Stored data entries —
__________

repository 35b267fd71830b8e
fn main() {
    #[cfg(feature = "desktop")]
    tauri_build::build();
}
use crate::domain::error::CalendarError;
use crate::domain::models::{ClockTime, TimeBlock, TimeBlockPayload};
use chrono::NaiveDate;
use serde::{Deserialize, Serialize};

const DEFAULT_FORM_HOUR: u8 = 9;

/// Raw field values of the time block form, as typed by the user.
#[derive(Debug, Clone, Serialize, Deserialize, PartialEq, Eq)]
pub struct TimeBlockDraft {
    pub title: String,
    #[serde(default)]
    pub description: Option<String>,
    pub start_time: String,
    pub end_time: String,
    pub date: String,
    #[serde(default)]
    pub category: Option<String>,
    #[serde(default)]
    pub completed: Option<bool>,
}

impl TimeBlockDraft {
    /// Empty form for a new one-hour block; `hour` defaults to 09:00.
    pub fn blank(date: NaiveDate, hour: Option<u8>) -> Self {
        let start = hour.filter(|hour| *hour < 24).unwrap_or(DEFAULT_FORM_HOUR);
        let end = ClockTime::on_the_hour(start + 1).unwrap_or(ClockTime::END_OF_DAY);
        Self {
            title: String::new(),
            description: None,
            start_time: ClockTime::on_the_hour(start)
                .unwrap_or(ClockTime::MIDNIGHT)
                .to_string(),
            end_time: end.to_string(),
            date: date.to_string(),
            category: None,
            completed: None,
        }
    }

    pub fn from_block(block: &TimeBlock) -> Self {
        Self {
            title: block.title.clone(),
            description: block.description.clone(),
            start_time: block.start_time.to_string(),
            end_time: block.end_time.to_string(),
            date: block.date.to_string(),
            category: block.category.clone(),
            completed: Some(block.completed),
        }
    }

    pub fn into_payload(self) -> Result<TimeBlockPayload, CalendarError> {
        let start_time = ClockTime::parse(&self.start_time)
            .map_err(|error| CalendarError::Validation(format!("start_time {error}")))?;
        let end_time = ClockTime::parse(&self.end_time)
            .map_err(|error| CalendarError::Validation(format!("end_time {error}")))?;
        let date = NaiveDate::parse_from_str(self.date.trim(), "%Y-%m-%d").map_err(|_| {
            CalendarError::Validation("date must be YYYY-MM-DD".to_string())
        })?;

        let payload = TimeBlockPayload {
            title: self.title,
            description: self.description,
            start_time,
            end_time,
            date,
            category: self.category,
            completed: self.completed,
        };
        payload.validate()?;
        Ok(payload)
    }
}
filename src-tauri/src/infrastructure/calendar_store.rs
use crate::domain::energy::upsert_energy_level;
use crate::domain::models::{ClockTime, EnergyLevel, TimeBlock};
use crate::infrastructure::error::InfraError;
use chrono::NaiveDate;
use rusqlite::{params, Connection};
use std::path::{Path, PathBuf};
use std::sync::{Mutex, MutexGuard};

const SCHEMA_SQL: &str = include_str!("../../sql/schema.sql");
const WHOLE_DAY_HOUR: i64 = -1;

/// Local storage the calendar reads at startup and writes through to.
pub trait CalendarStore: Send + Sync {
    fn load_time_blocks(&self) -> Result<Vec<TimeBlock>, InfraError>;
    fn save_time_block(&self, block: &TimeBlock) -> Result<(), InfraError>;
    fn delete_time_block(&self, block_id: &str) -> Result<bool, InfraError>;
    fn load_energy_levels(&self) -> Result<Vec<EnergyLevel>, InfraError>;
    fn save_energy_level(&self, entry: &EnergyLevel) -> Result<(), InfraError>;
}

#[derive(Debug, Clone)]
pub struct SqliteCalendarStore {
    db_path: PathBuf,
}

impl SqliteCalendarStore {
    pub fn new(db_path: impl AsRef<Path>) -> Self {
        Self {
            db_path: db_path.as_ref().to_path_buf(),
        }
    }

    pub fn initialize(&self) -> Result<(), InfraError> {
        let connection = self.connect()?;
        connection.execute_batch(SCHEMA_SQL)?;
        Ok(())
    }

    fn connect(&self) -> Result<Connection, InfraError> {
        Connection::open(&self.db_path).map_err(InfraError::from)
    }
}

type TimeBlockRow = (
    String,
    String,
    Option<String>,
    String,
    String,
    String,
    Option<String>,
    bool,
);

fn decode_time_block(row: TimeBlockRow) -> Result<TimeBlock, InfraError> {
    let (id, title, description, start_time, end_time, date, category, completed) = row;
    let invalid = |field: &str, message: String| {
        InfraError::CorruptRecord(format!("time_blocks.{field} for '{id}': {message}"))
    };
    Ok(TimeBlock {
        start_time: ClockTime::parse(&start_time).map_err(|error| invalid("start_time", error))?,
        end_time: ClockTime::parse(&end_time).map_err(|error| invalid("end_time", error))?,
        date: parse_stored_date(&date).map_err(|error| invalid("date", error))?,
        id: id.clone(),
        title,
        description,
        category,
        completed,
    })
}

fn parse_stored_date(value: &str) -> Result<NaiveDate, String> {
    NaiveDate::parse_from_str(value, "%Y-%m-%d").map_err(|error| format!("'{value}': {error}"))
}

impl CalendarStore for SqliteCalendarStore {
    fn load_time_blocks(&self) -> Result<Vec<TimeBlock>, InfraError> {
        let connection = self.connect()?;
        let mut statement = connection.prepare(
            "SELECT id, title, description, start_time, end_time, date, category, completed
             FROM time_blocks ORDER BY position",
        )?;
        let rows = statement
            .query_map([], |row| {
                Ok((
                    row.get(0)?,
                    row.get(1)?,
                    row.get(2)?,
                    row.get(3)?,
                    row.get(4)?,
                    row.get(5)?,
                    row.get(6)?,
                    row.get(7)?,
                ))
            })?
            .collect::<Result<Vec<TimeBlockRow>, _>>()?;
        rows.into_iter().map(decode_time_block).collect()
    }

    fn save_time_block(&self, block: &TimeBlock) -> Result<(), InfraError> {
        let connection = self.connect()?;
        connection.execute(
            "INSERT INTO time_blocks
               (id, title, description, start_time, end_time, date, category, completed, position)
             VALUES (?1, ?2, ?3, ?4, ?5, ?6, ?7, ?8,
               (SELECT COALESCE(MAX(position), -1) + 1 FROM time_blocks))
             ON CONFLICT(id) DO UPDATE SET
               title = excluded.title,
               description = excluded.description,
               start_time = excluded.start_time,
               end_time = excluded.end_time,
               date = excluded.date,
               category = excluded.category,
               completed = excluded.completed",
            params![
                block.id,
                block.title,
                block.description,
                block.start_time.to_string(),
                block.end_time.to_string(),
                block.date.to_string(),
                block.category,
                block.completed,
            ],
        )?;
        Ok(())
    }

    fn delete_time_block(&self, block_id: &str) -> Result<bool, InfraError> {
        let connection = self.connect()?;
        let removed = connection.execute("DELETE FROM time_blocks WHERE id = ?1", params![block_id])?;
        Ok(removed > 0)
    }

    fn load_energy_levels(&self) -> Result<Vec<EnergyLevel>, InfraError> {
        let connection = self.connect()?;
        let mut statement =
            connection.prepare("SELECT date, hour, level FROM energy_levels ORDER BY position")?;
        let rows = statement
            .query_map([], |row| {
                Ok((
                    row.get::<_, String>(0)?,
                    row.get::<_, i64>(1)?,
                    row.get::<_, i64>(2)?,
                ))
            })?
            .collect::<Result<Vec<_>, _>>()?;

        rows.into_iter()
            .map(|(date, hour, level)| {
                let date = parse_stored_date(&date)
                    .map_err(|error| InfraError::CorruptRecord(format!("energy_levels.date {error}")))?;
                let hour = if hour == WHOLE_DAY_HOUR {
                    None
                } else {
                    Some(u8::try_from(hour).map_err(|_| {
                        InfraError::CorruptRecord(format!("energy_levels.hour out of range: {hour}"))
                    })?)
                };
                let level = u8::try_from(level).map_err(|_| {
                    InfraError::CorruptRecord(format!("energy_levels.level out of range: {level}"))
                })?;
                Ok(EnergyLevel { date, level, hour })
            })
            .collect()
    }

    fn save_energy_level(&self, entry: &EnergyLevel) -> Result<(), InfraError> {
        let connection = self.connect()?;
        let hour = entry.hour.map(i64::from).unwrap_or(WHOLE_DAY_HOUR);
        connection.execute(
            "INSERT INTO energy_levels (date, hour, level, position)
             VALUES (?1, ?2, ?3, (SELECT COALESCE(MAX(position), -1) + 1 FROM energy_levels))
             ON CONFLICT(date, hour) DO UPDATE SET level = excluded.level",
            params![entry.date.to_string(), hour, i64::from(entry.level)],
        )?;
        Ok(())
    }
}

#[derive(Debug, Default)]
pub struct InMemoryCalendarStore {
    time_blocks: Mutex<Vec<TimeBlock>>,
    energy_levels: Mutex<Vec<EnergyLevel>>,
}

fn lock<'a, T>(mutex: &'a Mutex<T>, name: &str) -> Result<MutexGuard<'a, T>, InfraError> {
    mutex
        .lock()
        .map_err(|error| InfraError::StateUnavailable(format!("{name} lock poisoned: {error}")))
}

impl CalendarStore for InMemoryCalendarStore {
    fn load_time_blocks(&self) -> Result<Vec<TimeBlock>, InfraError> {
        Ok(lock(&self.time_blocks, "time block store")?.clone())
    }

    fn save_time_block(&self, block: &TimeBlock) -> Result<(), InfraError> {
        let mut blocks = lock(&self.time_blocks, "time block store")?;
        match blocks.iter_mut().find(|existing| existing.id == block.id) {
            Some(existing) => *existing = block.clone(),
            None => blocks.push(block.clone()),
        }
        Ok(())
    }

    fn delete_time_block(&self, block_id: &str) -> Result<bool, InfraError> {
        let mut blocks = lock(&self.time_blocks, "time block store")?;
        let before = blocks.len();
        blocks.retain(|block| block.id != block_id);
        Ok(blocks.len() != before)
    }

    fn load_energy_levels(&self) -> Result<Vec<EnergyLevel>, InfraError> {
        Ok(lock(&self.energy_levels, "energy store")?.clone())
    }

    fn save_energy_level(&self, entry: &EnergyLevel) -> Result<(), InfraError> {
        let mut levels = lock(&self.energy_levels, "energy store")?;
        upsert_energy_level(&mut levels, entry.clone());
        Ok(())
    }
}
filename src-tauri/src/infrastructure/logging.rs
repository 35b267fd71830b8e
use crate::infrastructure::error::InfraError;
use std::fs::{self, OpenOptions};
use std::path::{Path, PathBuf};
use std::sync::Mutex;
use tracing_subscriber::EnvFilter;

const COMMAND_LOG: &str = "commands.log";
const DEFAULT_FILTER: &str = "info";

pub fn command_log_path(logs_dir: &Path) -> PathBuf {
    logs_dir.join(COMMAND_LOG)
}

fn env_filter() -> EnvFilter {
    EnvFilter::try_from_default_env().unwrap_or_else(|_| EnvFilter::new(DEFAULT_FILTER))
}

/// Installs a JSON-lines subscriber appending to `logs/commands.log`.
///
/// Returns `false` when another global subscriber was installed first.
pub fn init_logging(logs_dir: &Path) -> Result<bool, InfraError> {
    fs::create_dir_all(logs_dir)?;
    let file = OpenOptions::new()
        .create(true)
        .append(true)
        .open(command_log_path(logs_dir))?;

    let installed = tracing_subscriber::fmt()
        .json()
        .with_env_filter(env_filter())
        .with_target(false)
        .with_writer(Mutex::new(file))
        .try_init()
        .is_ok();
    Ok(installed)
}
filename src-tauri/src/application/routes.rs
use serde::Serialize;

#[derive(Debug, Clone, Copy, Serialize, PartialEq, Eq)]
#[serde(rename_all = "snake_case")]
pub enum Page {
    Home,
    Dashboard,
    Habits,
    Tasks,
    Goals,
    Calendar,
    Progress,
    Settings,
    NotFound,
}

const ROUTE_TABLE: [(&str, Page); 8] = [
    ("/", Page::Home),
    ("/dashboard", Page::Dashboard),
    ("/habits", Page::Habits),
    ("/tasks", Page::Tasks),
    ("/goals", Page::Goals),
    ("/calendar", Page::Calendar),
    ("/progress", Page::Progress),
    ("/settings", Page::Settings),
];

#[derive(Debug, Clone, Serialize, PartialEq, Eq)]
pub struct ResolvedRoute {
    pub path: String,
    pub page: Page,
}

fn normalize_path(path: &str) -> String {
    let without_query = path
        .split(['?', '#'])
        .next()
        .unwrap_or_default()
        .trim();
    let trimmed = without_query.trim_end_matches('/');
    if trimmed.is_empty() {
        "/".to_string()
    } else if trimmed.starts_with('/') {
        trimmed.to_string()
    } else {
        format!("/{trimmed}")
    }
}

pub fn resolve_route(path: &str) -> ResolvedRoute {
    let path = normalize_path(path);
    let page = ROUTE_TABLE
        .iter()
        .find(|(candidate, _)| *candidate == path)
        .map(|(_, page)| *page)
        .unwrap_or(Page::NotFound);
    ResolvedRoute { path, page }
}
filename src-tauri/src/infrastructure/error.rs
use crate::domain::error::CalendarError;
use thiserror::Error;

#[derive(Debug, Error)]
pub enum InfraError {
    #[error("I/O error: {0}")]
    Io(#[from] std::io::Error),
    #[error("JSON error: {0}")]
    Json(#[from] serde_json::Error),
    #[error("SQLite error: {0}")]
    Sqlite(#[from] rusqlite::Error),
    #[error("Invalid config: {0}")]
    InvalidConfig(String),
    #[error("Corrupt record in calendar database: {0}")]
    CorruptRecord(String),
    #[error("Invalid input: {0}")]
    InvalidInput(String),
    #[error(transparent)]
    Calendar(#[from] CalendarError),
    #[error("State unavailable: {0}")]
    StateUnavailable(String),
}
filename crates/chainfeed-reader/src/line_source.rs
//! `LineSource` — bounded line splitting over an async byte stream.

use chainfeed_core::error::StreamError;
use futures::Stream;
use tokio::io::{AsyncBufReadExt, AsyncRead, BufReader};

use crate::config::DEFAULT_MAX_LINE_BYTES;

const READ_BUFFER_BYTES: usize = 64 * 1024;

/// Reads newline-terminated lines from `R`, refusing any line longer than
/// `max_line_bytes` instead of buffering it.
pub struct LineSource<R> {
    reader: BufReader<R>,
    buf: Vec<u8>,
    max_line_bytes: usize,
}

impl<R: AsyncRead + Unpin> LineSource<R> {
    pub fn new(reader: R) -> Self {
        Self::with_max_line_bytes(reader, DEFAULT_MAX_LINE_BYTES)
    }

    pub fn with_max_line_bytes(reader: R, max_line_bytes: usize) -> Self {
        Self {
            reader: BufReader::with_capacity(READ_BUFFER_BYTES, reader),
            buf: Vec::new(),
            max_line_bytes,
        }
    }

    /// Next line without its terminator.
    ///
    /// `Ok(None)` is a clean end of stream. A final line lacking a trailing
    /// newline is still returned. Bytes that are not valid UTF-8 are replaced
    /// rather than failing the stream, since the node interleaves arbitrary
    /// output with protocol lines.
    pub async fn next_line(&mut self) -> Result<Option<String>, StreamError> {
        self.buf.clear();
        loop {
            let available = self.reader.fill_buf().await?;
            if available.is_empty() {
                if self.buf.is_empty() {
                    return Ok(None);
                }
                break;
            }

            let (take, found) = match available.iter().position(|b| *b == b'\n') {
                Some(pos) => (pos, true),
                None => (available.len(), false),
            };
            if self.buf.len() + take > self.max_line_bytes {
                return Err(StreamError::LineTooLong {
                    limit: self.max_line_bytes,
                });
            }
            self.buf.extend_from_slice(&available[..take]);
            let consumed = if found { take + 1 } else { take };
            self.reader.consume(consumed);
            if found {
                break;
            }
        }

        if self.buf.last() == Some(&b'\r') {
            self.buf.pop();
        }
        let bytes = std::mem::take(&mut self.buf);
        Ok(Some(match String::from_utf8(bytes) {
            Ok(line) => line,
            Err(e) => String::from_utf8_lossy(e.as_bytes()).into_owned(),
        }))
    }

    /// Lazy stream of lines; ends after the first error or at end of stream.
    pub fn into_stream(self) -> impl Stream<Item = Result<String, StreamError>> {
        futures::stream::unfold(Some(self), |state| async move {
            let Some(mut source) = state else {
                return None;
            };
            match source.next_line().await {
                Ok(Some(line)) => Some((Ok(line), Some(source))),
                Ok(None) => None,
                Err(e) => Some((Err(e), None)),
            }
        })
    }
}

#[cfg(test)]
mod tests {
    use super::*;
    use futures::StreamExt;

    #[tokio::test]
    async fn splits_lines_and_strips_terminators() {
        let input: &[u8] = b"first\r\nsecond\n\nlast";
        let mut src = LineSource::new(input);
        assert_eq!(src.next_line().await.unwrap().as_deref(), Some("first"));
        assert_eq!(src.next_line().await.unwrap().as_deref(), Some("second"));
        assert_eq!(src.next_line().await.unwrap().as_deref(), Some(""));
        assert_eq!(src.next_line().await.unwrap().as_deref(), Some("last"));
        assert_eq!(src.next_line().await.unwrap(), None);
    }

    #[tokio::test]
    async fn rejects_oversized_line() {
        let input: &[u8] = b"short\nthis line is far too long\n";
        let mut src = LineSource::with_max_line_bytes(input, 8);
        assert_eq!(src.next_line().await.unwrap().as_deref(), Some("short"));
        let err = src.next_line().await.unwrap_err();
        assert!(matches!(err, StreamError::LineTooLong { limit: 8 }));
    }

    #[tokio::test]
    async fn line_longer_than_read_buffer() {
        let long = "a".repeat(READ_BUFFER_BYTES * 3 + 17);
        let input = format!("{long}\nnext\n");
        let mut src = LineSource::new(input.as_bytes());
        assert_eq!(src.next_line().await.unwrap().unwrap().len(), long.len());
        assert_eq!(src.next_line().await.unwrap().as_deref(), Some("next"));
    }

    #[tokio::test]
    async fn invalid_utf8_is_replaced() {
        let input: &[u8] = b"ok \xff\xfe bytes\n";
        let mut src = LineSource::new(input);
        let line = src.next_line().await.unwrap().unwrap();
        assert!(line.starts_with("ok "));
        assert!(line.ends_with(" bytes"));
    }

    #[tokio::test]
    async fn stream_yields_all_lines() {
        let input: &[u8] = b"a\nb\nc\n";
        let lines: Vec<_> = LineSource::new(input)
            .into_stream()
            .map(Result::unwrap)
            .collect()
            .await;
        assert_eq!(lines, vec!["a", "b", "c"]);
    }
}
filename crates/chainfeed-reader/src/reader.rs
//! `ConsoleReader` — turns the node's instrumentation output into blocks.
//!
//! ```text
//! byte stream ──► LineFeeder::process_data ──► bounded line queue
//!                                                    │
//!                 ConsoleReader::next_block ◄────────┘
//!                   tokenize → dispatch → ParseContext::block
//! ```
//!
//! The feeder and the reader run as separate tasks. The queue is bounded, so
//! a slow consumer suspends the feeder instead of growing memory.

use std::sync::Arc;

use chainfeed_core::{
    block::Block,
    error::{DecodeError, ReaderError, StreamError},
};
use futures::Stream;
use tokio::io::AsyncRead;
use tokio::sync::{mpsc, watch};
use tokio::task::JoinHandle;
use tracing::{debug, error, info};

use crate::config::ReaderConfig;
use crate::context::{ParseContext, ParsingStats};
use crate::line_source::LineSource;
use crate::observer::{ReaderObserver, TracingObserver};
use crate::tokenizer::{tokenize, CommandKind};

type LineItem = Result<String, StreamError>;

/// Closes a [`ConsoleReader`] from another task.
#[derive(Debug, Clone)]
pub struct CloseHandle {
    tx: Arc<watch::Sender<bool>>,
}

impl CloseHandle {
    /// Any pending or future `next_block` returns end of stream, and the
    /// feeder stops.
    pub fn close(&self) {
        self.tx.send_replace(true);
    }

    pub fn is_closed(&self) -> bool {
        *self.tx.borrow()
    }
}

/// Producer half: pushes raw lines into the reader's queue.
pub struct LineFeeder {
    tx: mpsc::Sender<LineItem>,
    closed: watch::Receiver<bool>,
    max_line_bytes: usize,
}

impl LineFeeder {
    /// Read lines from `reader` until it is exhausted or fails.
    ///
    /// `Ok(())` means a clean end of stream; the queue is closed and the
    /// reader drains the remaining lines before reporting end of stream.
    /// A read failure is queued as the last item, so the reader observes it,
    /// and is returned as well.
    pub async fn process_data<R>(mut self, reader: R) -> Result<(), StreamError>
    where
        R: AsyncRead + Unpin,
    {
        let mut source = LineSource::with_max_line_bytes(reader, self.max_line_bytes);
        loop {
            let next = tokio::select! {
                biased;
                _ = wait_closed(&mut self.closed) => return Err(StreamError::ReaderClosed),
                next = source.next_line() => next,
            };

            match next {
                Ok(Some(line)) => self.push(Ok(line)).await?,
                Ok(None) => {
                    debug!("line source exhausted");
                    return Ok(());
                }
                Err(e) => {
                    error!(error = %e, "line source failed");
                    self.push(Err(e.clone())).await?;
                    return Err(e);
                }
            }
        }
    }

    async fn push(&mut self, item: LineItem) -> Result<(), StreamError> {
        tokio::select! {
            biased;
            _ = wait_closed(&mut self.closed) => Err(StreamError::ReaderClosed),
            sent = self.tx.send(item) => sent.map_err(|_| StreamError::ReaderClosed),
        }
    }
}

/// Consumer half: decodes one block per [`next_block`](Self::next_block) call.
pub struct ConsoleReader {
    lines: mpsc::Receiver<LineItem>,
    closed: watch::Receiver<bool>,
    close_handle: CloseHandle,
    prefix: String,
    observer: Arc<dyn ReaderObserver>,
}

enum Pulled {
    Closed,
    Line(Option<LineItem>),
}

impl ConsoleReader {
    /// Create a reader and the feeder that supplies it.
    pub fn new(config: &ReaderConfig) -> (Self, LineFeeder) {
        let (tx, rx) = mpsc::channel(config.channel_capacity.max(1));
        let (close_tx, close_rx) = watch::channel(false);
        let reader = Self {
            lines: rx,
            closed: close_rx.clone(),
            close_handle: CloseHandle {
                tx: Arc::new(close_tx),
            },
            prefix: config.prefix.clone(),
            observer: Arc::new(TracingObserver),
        };
        let feeder = LineFeeder {
            tx,
            closed: close_rx,
            max_line_bytes: config.max_line_bytes,
        };
        (reader, feeder)
    }

    /// Create a reader fed from `reader` by a background Tokio task.
    ///
    /// The task's result reports how the byte stream ended.
    pub fn spawn<R>(config: &ReaderConfig, reader: R) -> (Self, JoinHandle<Result<(), StreamError>>)
    where
        R: AsyncRead + Unpin + Send + 'static,
    {
        let (console, feeder) = Self::new(config);
        let handle = tokio::spawn(feeder.process_data(reader));
        (console, handle)
    }

    /// Replace the default `TracingObserver`.
    pub fn with_observer(mut self, observer: Arc<dyn ReaderObserver>) -> Self {
        self.observer = observer;
        self
    }

    pub fn close_handle(&self) -> CloseHandle {
        self.close_handle.clone()
    }

    /// Stop reading. Lines still queued are discarded.
    pub fn close(&mut self) {
        self.close_handle.close();
        self.lines.close();
    }

    /// Decode the next block.
    ///
    /// Returns `Ok(None)` once the feeder is done or the reader is closed.
    /// Lines without the protocol tag and unknown commands are consumed
    /// silently. A malformed line fails this call; the caller decides whether
    /// to keep reading.
    pub async fn next_block(&mut self) -> Result<Option<Block>, ReaderError> {
        let mut stats = ParsingStats::new();
        loop {
            let pulled = tokio::select! {
                biased;
                _ = wait_closed(&mut self.closed) => Pulled::Closed,
                item = self.lines.recv() => Pulled::Line(item),
            };

            match pulled {
                Pulled::Closed => {
                    debug!("console reader closed");
                    self.lines.close();
                    return Ok(None);
                }
                Pulled::Line(None) => {
                    info!("lines channel has been closed");
                    return Ok(None);
                }
                Pulled::Line(Some(Err(e))) => return Err(self.fail(ReaderError::Stream(e))),
                Pulled::Line(Some(Ok(line))) => match self.read_line(&line, &mut stats) {
                    Ok(Some(block)) => return Ok(Some(block)),
                    Ok(None) => {}
                    Err(source) => return Err(self.fail(ReaderError::Decode { line, source })),
                },
            }
        }
    }

    /// Decoded blocks as a stream. Errors are yielded in place and the
    /// stream keeps going; drop it to stop.
    pub fn into_stream(self) -> impl Stream<Item = Result<Block, ReaderError>> {
        futures::stream::unfold(self, |mut reader| async move {
            match reader.next_block().await {
                Ok(Some(block)) => Some((Ok(block), reader)),
                Ok(None) => None,
                Err(e) => Some((Err(e), reader)),
            }
        })
    }

    fn read_line(&self, line: &str, stats: &mut ParsingStats) -> Result<Option<Block>, DecodeError> {
        let Some(command) = tokenize(line, &self.prefix)? else {
            self.observer.on_skipped_line(line);
            return Ok(None);
        };
        stats.inc(command.name);

        match command.kind() {
            Some(CommandKind::Block) => {
                let ctx = ParseContext::new(std::mem::take(stats));
                let (block, block_stats) = ctx.block(&command.args)?;
                self.observer.on_block(&block, &block_stats);
                Ok(Some(block))
            }
            None => {
                self.observer.on_unknown_command(command.name, line);
                Ok(None)
            }
        }
    }

    fn fail(&self, err: ReaderError) -> ReaderError {
        self.observer.on_error(&err);
        err
    }
}

impl Drop for ConsoleReader {
    fn drop(&mut self) {
        self.close_handle.close();
    }
}

/// Resolves once the reader is closed or every close handle is gone.
async fn wait_closed(closed: &mut watch::Receiver<bool>) {
    let _ = closed.wait_for(|closed| *closed).await;
}
//! Console reader configuration.

use serde::{Deserialize, Serialize};

/// Tag that marks instrumentation lines on the node's output.
pub const DEFAULT_PREFIX: &str = "DMLOG";

/// A fully hex-encoded block must fit on one line.
pub const DEFAULT_MAX_LINE_BYTES: usize = 50 * 1024 * 1024;

#[derive(Debug, Clone, PartialEq, Eq, Serialize, Deserialize)]
pub struct ReaderConfig {
    /// Sentinel tag distinguishing protocol lines from other process output.
    #[serde(default = "default_prefix")]
    pub prefix: String,
    /// Capacity of the line queue between the feeder and the reader.
    /// The feeder suspends once this many lines are waiting.
    #[serde(default = "default_channel_capacity")]
    pub channel_capacity: usize,
    /// Longest accepted line, in bytes.
    #[serde(default = "default_max_line_bytes")]
    pub max_line_bytes: usize,
}

fn default_prefix() -> String { DEFAULT_PREFIX.to_string() }
fn default_channel_capacity() -> usize { 128 }
fn default_max_line_bytes() -> usize { DEFAULT_MAX_LINE_BYTES }

impl Default for ReaderConfig {
    fn default() -> Self {
        Self {
            prefix: default_prefix(),
            channel_capacity: default_channel_capacity(),
            max_line_bytes: default_max_line_bytes(),
        }
    }
}

impl ReaderConfig {
    /// Override the queue capacity. Zero is bumped to one.
    pub fn with_channel_capacity(mut self, capacity: usize) -> Self {
        self.channel_capacity = capacity.max(1);
        self
    }

    pub fn with_max_line_bytes(mut self, limit: usize) -> Self {
        self.max_line_bytes = limit;
        self
    }

    pub fn with_prefix(mut self, prefix: impl Into<String>) -> Self {
        self.prefix = prefix.into();
        self
    }
}

#[cfg(test)]
mod tests {
    use super::*;

    #[test]
    fn missing_fields_take_defaults() {
        let cfg: ReaderConfig = serde_json::from_str(r#"{"channel_capacity": 4}"#).unwrap();
        assert_eq!(cfg.channel_capacity, 4);
        assert_eq!(cfg.prefix, "DMLOG");
        assert_eq!(cfg.max_line_bytes, DEFAULT_MAX_LINE_BYTES);
    }

    #[test]
    fn zero_capacity_is_bumped() {
        assert_eq!(ReaderConfig::default().with_channel_capacity(0).channel_capacity, 1);
    }
}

__________

Assigned task — Copy out all lines above that include the string "const".

Exercise result —
const DEFAULT_FORM_HOUR: u8 = 9;
const SCHEMA_SQL: &str = include_str!("../../sql/schema.sql");
const WHOLE_DAY_HOUR: i64 = -1;
const COMMAND_LOG: &str = "commands.log";
const DEFAULT_FILTER: &str = "info";
const ROUTE_TABLE: [(&str, Page); 8] = [
const READ_BUFFER_BYTES: usize = 64 * 1024;
pub const DEFAULT_PREFIX: &str = "DMLOG";
pub const DEFAULT_MAX_LINE_BYTES: usize = 50 * 1024 * 1024;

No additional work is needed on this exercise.